I never liked them. Keys too small. True about the not taking up half the screen. I would rather have a slide out d-pad style game pad and a decent snes emulator. Games over 2 decades old for less than $15 to play on my phone would also be good (jab at nintendo for selling very old games for excessive prices there)

I don't like moving parts (Score: 2, Insightful)

by Anonymous Coward on 2015-02-24 20:50 (#3RE8)

just another vector for a possibility of failing.

Re: I don't like moving parts (Score: 0)

by Anonymous Coward on 2015-03-02 07:22 (#43F1)

That is how I feel about touchscreens.

give me a clamshell device please (Score: 1)

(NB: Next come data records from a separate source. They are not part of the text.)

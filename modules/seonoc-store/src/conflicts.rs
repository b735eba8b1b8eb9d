use anyhow::Result;
use bson::{doc, Bson, Document};
use chrono::{DateTime, Utc};
use futures::TryStreamExt;
use mongodb::{Collection, Database};

use seonoc_common::types::{Conflict, ConflictStatus, Severity};

#[derive(Clone)]
pub struct ConflictRepo {
    coll: Collection<Conflict>,
}

impl ConflictRepo {
    pub fn new(db: &Database) -> Self {
        Self {
            coll: db.collection("seo_conflicts"),
        }
    }

    pub async fn insert(&self, conflict: &Conflict) -> Result<()> {
        self.coll.insert_one(conflict).await?;
        Ok(())
    }

    pub async fn find_by_id(&self, id: &str) -> Result<Option<Conflict>> {
        Ok(self.coll.find_one(doc! { "id": id }).await?)
    }

    pub async fn find_by_network(&self, network_id: &str) -> Result<Vec<Conflict>> {
        let cursor = self.coll.find(doc! { "network_id": network_id }).await?;
        Ok(cursor.try_collect().await?)
    }

    pub async fn find_by_optimization(&self, optimization_id: &str) -> Result<Option<Conflict>> {
        Ok(self
            .coll
            .find_one(doc! { "optimization_id": optimization_id })
            .await?)
    }

    /// Conflicts are never deleted; all mutation goes through `$set`.
    pub async fn apply(&self, id: &str, set: Document) -> Result<()> {
        self.coll
            .update_one(doc! { "id": id }, doc! { "$set": set })
            .await?;
        Ok(())
    }

    pub async fn list(
        &self,
        network_id: Option<&str>,
        status: Option<ConflictStatus>,
        severity: Option<Severity>,
        limit: i64,
    ) -> Result<Vec<Conflict>> {
        let mut filter = doc! {};
        if let Some(n) = network_id {
            filter.insert("network_id", n);
        }
        if let Some(s) = status {
            filter.insert("status", bson::to_bson(&s)?);
        }
        if let Some(s) = severity {
            filter.insert("severity", bson::to_bson(&s)?);
        }
        let cursor = self
            .coll
            .find(filter)
            .sort(doc! { "detected_at": -1 })
            .limit(limit)
            .await?;
        Ok(cursor.try_collect().await?)
    }

    pub async fn find_detected_since(
        &self,
        network_id: Option<&str>,
        since: DateTime<Utc>,
    ) -> Result<Vec<Conflict>> {
        let mut filter = doc! { "detected_at": { "$gte": bson::to_bson(&since)? } };
        if let Some(n) = network_id {
            filter.insert("network_id", Bson::String(n.to_string()));
        }
        let cursor = self.coll.find(filter).await?;
        Ok(cursor.try_collect().await?)
    }
}
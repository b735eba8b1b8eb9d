use anyhow::Result;
use bson::{doc, Document};
use chrono::{Duration, Utc};
use futures::TryStreamExt;
use mongodb::{Collection, Database};

use seonoc_common::types::{AuditEntry, AuditSeverity};

/// Filters for the audit query endpoint. All optional.
#[derive(Debug, Default, Clone)]
pub struct AuditQuery {
    pub event_type: Option<String>,
    pub actor_email: Option<String>,
    pub resource: Option<String>,
    pub severity: Option<AuditSeverity>,
    pub success: Option<bool>,
    pub skip: u64,
    pub limit: i64,
}

#[derive(Clone)]
pub struct AuditRepo {
    coll: Collection<AuditEntry>,
}

impl AuditRepo {
    pub fn new(db: &Database) -> Self {
        Self {
            coll: db.collection("audit_logs"),
        }
    }

    pub async fn insert(&self, entry: &AuditEntry) -> Result<()> {
        self.coll.insert_one(entry).await?;
        Ok(())
    }

    pub async fn query(&self, q: &AuditQuery) -> Result<Vec<AuditEntry>> {
        let mut filter = doc! {};
        if let Some(v) = &q.event_type {
            filter.insert("event_type", v);
        }
        if let Some(v) = &q.actor_email {
            filter.insert("actor_email", v);
        }
        if let Some(v) = &q.resource {
            filter.insert("resource", v);
        }
        if let Some(v) = q.severity {
            filter.insert("severity", bson::to_bson(&v)?);
        }
        if let Some(v) = q.success {
            filter.insert("success", v);
        }
        let limit = if q.limit <= 0 { 100 } else { q.limit };
        let cursor = self
            .coll
            .find(filter)
            .sort(doc! { "timestamp": -1 })
            .skip(q.skip)
            .limit(limit)
            .await?;
        Ok(cursor.try_collect().await?)
    }

    /// Counts grouped by event_type and severity over the last `days` days.
    pub async fn stats(&self, days: i64) -> Result<Document> {
        let since = Utc::now() - Duration::days(days);
        let since = bson::to_bson(&since)?;

        let pipeline = vec![
            doc! { "$match": { "timestamp": { "$gte": &since } } },
            doc! { "$group": {
                "_id": { "event_type": "$event_type", "severity": "$severity" },
                "count": { "$sum": 1 },
                "failures": { "$sum": { "$cond": ["$success", 0, 1] } },
            }},
        ];
        let rows: Vec<Document> = self
            .coll
            .clone_with_type::<Document>()
            .aggregate(pipeline)
            .await?
            .try_collect()
            .await?;

        let mut by_event = Document::new();
        let mut by_severity = Document::new();
        let mut total = 0i64;
        let mut failures = 0i64;
        for row in &rows {
            let count = row.get_i64("count").unwrap_or_else(|_| {
                row.get_i32("count").map(i64::from).unwrap_or_default()
            });
            let failed = row.get_i64("failures").unwrap_or_else(|_| {
                row.get_i32("failures").map(i64::from).unwrap_or_default()
            });
            total += count;
            failures += failed;
            if let Ok(id) = row.get_document("_id") {
                if let Ok(event) = id.get_str("event_type") {
                    let prev = by_event.get_i64(event).unwrap_or(0);
                    by_event.insert(event, prev + count);
                }
                if let Ok(severity) = id.get_str("severity") {
                    let prev = by_severity.get_i64(severity).unwrap_or(0);
                    by_severity.insert(severity, prev + count);
                }
            }
        }

        Ok(doc! {
            "period_days": days,
            "total": total,
            "failures": failures,
            "by_event_type": by_event,
            "by_severity": by_severity,
        })
    }
}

by on 2015-02-25 16:46 (#3T79)

I used to be a big fan of the physical keyboard, certainly when I'm in hunt-and-peck mode on my Android (Note 3). But I felt less rabid about the subject when I installed Swype. Swype and its competitors do a great job of helping you get words entered in an efficient and generally painless manner. I don't miss the hardware keyboard so much anymore.

That said, when I have to do some really serious typing, I saddle up a Bluetooth keyboard before getting started. Touchscreen keyboards are only good up to a limit, I think.

I'd be happy for a double screen though, so the on-screen keyboard didn't obscure so much of what I was looking at while typing (not so much a problem on the Note 3 but a bit worse on smaller devices). I'd also love that double screen to fold like those awesome old clamshell phones where all the delicate bits were protected on the inside in your pocket. Tired of having to worry about screen scratches, or worse, taking a lovely, sleek device and armoring it with the non-sleek options out there that are really required to prevent your device from taking a beating.

Re: give me a clamshell device please (Score: 0)

by Anonymous Coward on 2015-02-26 23:08 (#3X6S)

"But I felt less rabid about the subject when I installed Swype. Swype and its competitors do a great job of helping you get words entered in an efficient and generally painless manner."

About ten years ago, we called these programs keyloggers.